▶ **What the exercise asks**
When you find the word "Result" in a line of the entries, please copy the whole line.
------------------------
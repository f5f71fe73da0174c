//! Condition waits for side-effecting UI operations.

use crate::types::ListenError;
use std::future::Future;
use std::time::Duration;
use tokio::time::Instant;
use tracing::trace;

/// Poll `probe` every `interval` until it yields a value.
///
/// With a `deadline` the wait fails with [`ListenError::OperationTimeout`] once
/// it has elapsed; without one the wait is unbounded. An error from the probe
/// ends the wait and is returned unchanged.
pub async fn wait_until<T, F, Fut>(
    what: &str,
    mut probe: F,
    interval: Duration,
    deadline: Option<Duration>,
) -> Result<T, ListenError>
where
    F: FnMut() -> Fut,
    Fut: Future<Output = Result<Option<T>, ListenError>>,
{
    let started = Instant::now();
    let mut attempts: u32 = 0;

    loop {
        attempts += 1;
        if let Some(value) = probe().await? {
            trace!("{} observed after {} attempt(s)", what, attempts);
            return Ok(value);
        }

        if let Some(limit) = deadline {
            if started.elapsed() >= limit {
                return Err(ListenError::OperationTimeout(format!(
                    "{} after {:?}",
                    what, limit
                )));
            }
        }

        tokio::time::sleep(interval).await;
    }
}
------------------------
▶ **Expected answer**
) -> Result<T, ListenError>
    Fut: Future<Output = Result<Option<T>, ListenError>>,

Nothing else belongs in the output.